===== Source records =====

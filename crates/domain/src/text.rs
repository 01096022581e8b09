//! Text normalization and evasion-resistant term matching
//!
//! `normalize` canonicalizes raw text for matching only; callers keep the
//! original text for storage and display.

/// Separators deleted outright during normalization
const SEPARATORS: [char; 5] = [' ', '-', '_', '.', '*'];

/// Leet-speak substitutions applied after separator stripping
const LEET: [(char, char); 10] = [
    ('0', 'o'),
    ('1', 'i'),
    ('3', 'e'),
    ('4', 'a'),
    ('5', 's'),
    ('7', 't'),
    ('8', 'b'),
    ('$', 's'),
    ('@', 'a'),
    ('!', 'i'),
];

/// Single-character evasion substitutes per letter, used by `variations`
const SUBSTITUTES: [(char, &[char]); 7] = [
    ('a', &['@', '4']),
    ('e', &['3']),
    ('i', &['1', '!']),
    ('o', &['0']),
    ('s', &['$', '5']),
    ('t', &['7']),
    ('b', &['8']),
];

const VOWELS: [char; 5] = ['a', 'e', 'i', 'o', 'u'];

/// Canonicalize text for fuzzy matching.
///
/// Lower-cases, deletes separators, applies leet substitutions, then
/// collapses runs: letters keep at most two in a row ("pool" survives,
/// "sooooo" becomes "soo"), every other character keeps one.
pub fn normalize(text: &str) -> String {
    let mut out = String::with_capacity(text.len());
    let mut last: Option<char> = None;
    let mut run = 0usize;

    for ch in text.to_lowercase().chars() {
        if SEPARATORS.contains(&ch) {
            continue;
        }
        let ch = leet(ch);

        if last == Some(ch) {
            if ch.is_alphabetic() && run < 2 {
                out.push(ch);
                run += 1;
            }
            continue;
        }

        out.push(ch);
        last = Some(ch);
        run = 1;
    }

    out
}

fn leet(ch: char) -> char {
    LEET.iter()
        .find(|(from, _)| *from == ch)
        .map(|(_, to)| *to)
        .unwrap_or(ch)
}

/// Candidate evasive spellings of a banned term.
///
/// One substitution axis at a time: for each distinct letter with known
/// substitutes, every occurrence of that letter is replaced by one substitute.
/// Terms longer than 3 characters also yield the term minus its last
/// character, and terms longer than 4 the term minus its last two.
pub fn variations(term: &str) -> Vec<String> {
    let term = term.to_lowercase();
    let mut out: Vec<String> = Vec::new();
    let mut seen_letters: Vec<char> = Vec::new();

    for letter in term.chars() {
        if seen_letters.contains(&letter) {
            continue;
        }
        seen_letters.push(letter);

        let Some((_, subs)) = SUBSTITUTES.iter().find(|(l, _)| *l == letter) else {
            continue;
        };
        for sub in subs.iter() {
            push_unique(&mut out, term.replace(letter, &sub.to_string()));
        }
    }

    let chars: Vec<char> = term.chars().collect();
    if chars.len() > 3 {
        push_unique(&mut out, chars[..chars.len() - 1].iter().collect());
    }
    if chars.len() > 4 {
        push_unique(&mut out, chars[..chars.len() - 2].iter().collect());
    }

    out
}

fn push_unique(out: &mut Vec<String>, candidate: String) {
    if !candidate.is_empty() && !out.contains(&candidate) {
        out.push(candidate);
    }
}

/// `term` with a, e, i, o, u removed
pub fn strip_vowels(term: &str) -> String {
    term.chars().filter(|c| !VOWELS.contains(c)).collect()
}

/// Vowel-stripped fallback predicate.
///
/// Aggressive: short consonant skeletons over-match unrelated words, so it
/// only applies to terms of 4+ characters whose skeleton keeps 2+ characters.
pub fn vowel_skeleton_matches(term: &str, normalized: &str, raw_lower: &str) -> bool {
    if term.chars().count() < 4 {
        return false;
    }
    let skeleton = strip_vowels(term);
    skeleton.chars().count() >= 2 && (normalized.contains(&skeleton) || raw_lower.contains(&skeleton))
}

/// A piece of text prepared once for repeated term lookups
#[derive(Debug, Clone)]
pub struct PreparedText {
    raw_lower: String,
    normalized: String,
}

impl PreparedText {
    pub fn new(raw: &str) -> Self {
        Self {
            raw_lower: raw.to_lowercase(),
            normalized: normalize(raw),
        }
    }

    pub fn raw_lower(&self) -> &str {
        &self.raw_lower
    }

    pub fn normalized(&self) -> &str {
        &self.normalized
    }
}

/// Matches banned terms against prepared text, including evasive spellings
#[derive(Debug, Clone, Copy)]
pub struct TermMatcher {
    vowel_skeletons: bool,
}

impl TermMatcher {
    pub fn new(vowel_skeletons: bool) -> Self {
        Self { vowel_skeletons }
    }

    /// Whether `term`, or any evasive spelling of it, is present in `text`
    pub fn contains(&self, text: &PreparedText, term: &str) -> bool {
        let term = term.to_lowercase();
        if term.is_empty() {
            return false;
        }

        if text.raw_lower.contains(&term) || text.normalized.contains(&term) {
            return true;
        }

        if variations(&term)
            .iter()
            .any(|v| text.normalized.contains(v.as_str()) || text.raw_lower.contains(v.as_str()))
        {
            return true;
        }

        self.vowel_skeletons && vowel_skeleton_matches(&term, &text.normalized, &text.raw_lower)
    }
}

impl Default for TermMatcher {
    fn default() -> Self {
        Self::new(true)
    }
}

#[cfg(test)]
mod tests {
    use super::*;

    #[test]
    fn test_normalize_strips_separators_and_case() {
        assert_eq!(normalize("F u-c_k.*"), "fuck");
        assert_eq!(normalize("Cozy Home"), "cozyhome");
    }

    #[test]
    fn test_normalize_applies_leet_substitutions() {
        assert_eq!(normalize("h0u$3"), "house");
        assert_eq!(normalize("@11 7h!5"), "aiithis");
        assert_eq!(normalize("8eds"), "beds");
    }

    #[test]
    fn test_normalize_collapses_runs() {
        assert_eq!(normalize("aaa"), "aa");
        assert_eq!(normalize("bb"), "bb");
        assert_eq!(normalize("ccccc"), "cc");
        assert_eq!(normalize("pool"), "pool");
        assert_eq!(normalize("sooooo nice"), "soonice");
        // "!" maps to the letter "i", so it keeps a double
        assert_eq!(normalize("wow!!!???"), "wowii?");
    }

    #[test]
    fn test_normalize_collapses_after_substitution() {
        // "0" becomes "o" before the run is counted
        assert_eq!(normalize("o0o0o"), "oo");
    }

    #[test]
    fn test_normalize_is_idempotent() {
        let samples = [
            "",
            "F u c k this",
            "Sooooo   AMAZING!!! 3 b3ds, 2 baths @ $250k",
            "pool-side 4-plex *** 100% occupied",
            "a.a.a.a.a",
            "Lake   Front - - - Dock!!!1!",
            "0o0o0o 11!!ii 55$$ss",
            "MiXeD_CaSe-with.punctuation*and spaces",
        ];
        for sample in samples {
            let once = normalize(sample);
            assert_eq!(normalize(&once), once, "not idempotent for {:?}", sample);
        }
    }

    #[test]
    fn test_variations_single_axis_substitutions() {
        let v = variations("bass");
        assert!(v.contains(&"8ass".to_string()));
        assert!(v.contains(&"b@ss".to_string()));
        assert!(v.contains(&"b4ss".to_string()));
        assert!(v.contains(&"ba$$".to_string()));
        assert!(v.contains(&"ba55".to_string()));
        // no Cartesian product
        assert!(!v.contains(&"8@ss".to_string()));
    }

    #[test]
    fn test_variations_truncations() {
        let v = variations("fuck");
        assert_eq!(v, vec!["fuc".to_string()]);

        let v = variations("cunts");
        assert!(v.contains(&"cunt".to_string()));
        assert!(v.contains(&"cun".to_string()));

        assert!(variations("abc").iter().all(|v| v.len() == 3));
    }

    #[test]
    fn test_strip_vowels() {
        assert_eq!(strip_vowels("bullshit"), "bllsht");
    }

    #[test]
    fn test_matcher_catches_spaced_and_leet_spellings() {
        let matcher = TermMatcher::default();
        assert!(matcher.contains(&PreparedText::new("f u c k this"), "fuck"));
        assert!(matcher.contains(&PreparedText::new("what a BULL$H1T deal"), "bullshit"));
        assert!(matcher.contains(&PreparedText::new("total a$$hole"), "asshole"));
        assert!(!matcher.contains(&PreparedText::new("lovely family home"), "fuck"));
    }

    #[test]
    fn test_matcher_vowel_skeleton_can_be_disabled() {
        let text = PreparedText::new("such a bllsht listing");
        assert!(TermMatcher::new(true).contains(&text, "bullshit"));
        assert!(!TermMatcher::new(false).contains(&text, "bullshit"));
    }

    #[test]
    fn test_truncation_variants_reach_into_longer_words() {
        // Terms are kept out of the builtin list when this happens to them
        let matcher = TermMatcher::new(false);
        assert!(matcher.contains(&PreparedText::new("Walk to retail"), "retard"));
        assert!(matcher.contains(&PreparedText::new("Glass house"), "asshole"));
        assert!(matcher.contains(&PreparedText::new("Fuchsia wall"), "fuck"));
        assert!(matcher.contains(&PreparedText::new("New horse barn"), "whores"));
    }

    #[test]
    fn test_vowel_skeleton_over_matches_unrelated_words() {
        let text = PreparedText::new("Brown kraft cabinets");
        assert!(TermMatcher::new(true).contains(&text, "wanker"));
        assert!(!TermMatcher::new(false).contains(&text, "wanker"));

        let text = PreparedText::new("Long gravel driveway");
        assert!(TermMatcher::new(true).contains(&text, "nigger"));
        assert!(!TermMatcher::new(false).contains(&text, "nigger"));
    }

    #[test]
    fn test_vowel_skeleton_requires_long_terms() {
        assert!(!vowel_skeleton_matches("abc", "bc", "bc"));
        assert!(!vowel_skeleton_matches("aeio", "x", "x"));
        assert!(vowel_skeleton_matches("dickhead", "dckhd", ""));
    }
}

=====

• [Problem description] From the data above, output only the lines between the line containing "last = Some(ch);" and the line containing "for sub in subs.iter()", inclusive, exactly as written.

• [Written response]
        last = Some(ch);
        run = 1;
    }

    out
}

fn leet(ch: char) -> char {
    LEET.iter()
        .find(|(from, _)| *from == ch)
        .map(|(_, to)| *to)
        .unwrap_or(ch)
}

/// Candidate evasive spellings of a banned term.
///
/// One substitution axis at a time: for each distinct letter with known
/// substitutes, every occurrence of that letter is replaced by one substitute.
/// Terms longer than 3 characters also yield the term minus its last
/// character, and terms longer than 4 the term minus its last two.
pub fn variations(term: &str) -> Vec<String> {
    let term = term.to_lowercase();
    let mut out: Vec<String> = Vec::new();
    let mut seen_letters: Vec<char> = Vec::new();

    for letter in term.chars() {
        if seen_letters.contains(&letter) {
            continue;
        }
        seen_letters.push(letter);

        let Some((_, subs)) = SUBSTITUTES.iter().find(|(l, _)| *l == letter) else {
            continue;
        };
        for sub in subs.iter() {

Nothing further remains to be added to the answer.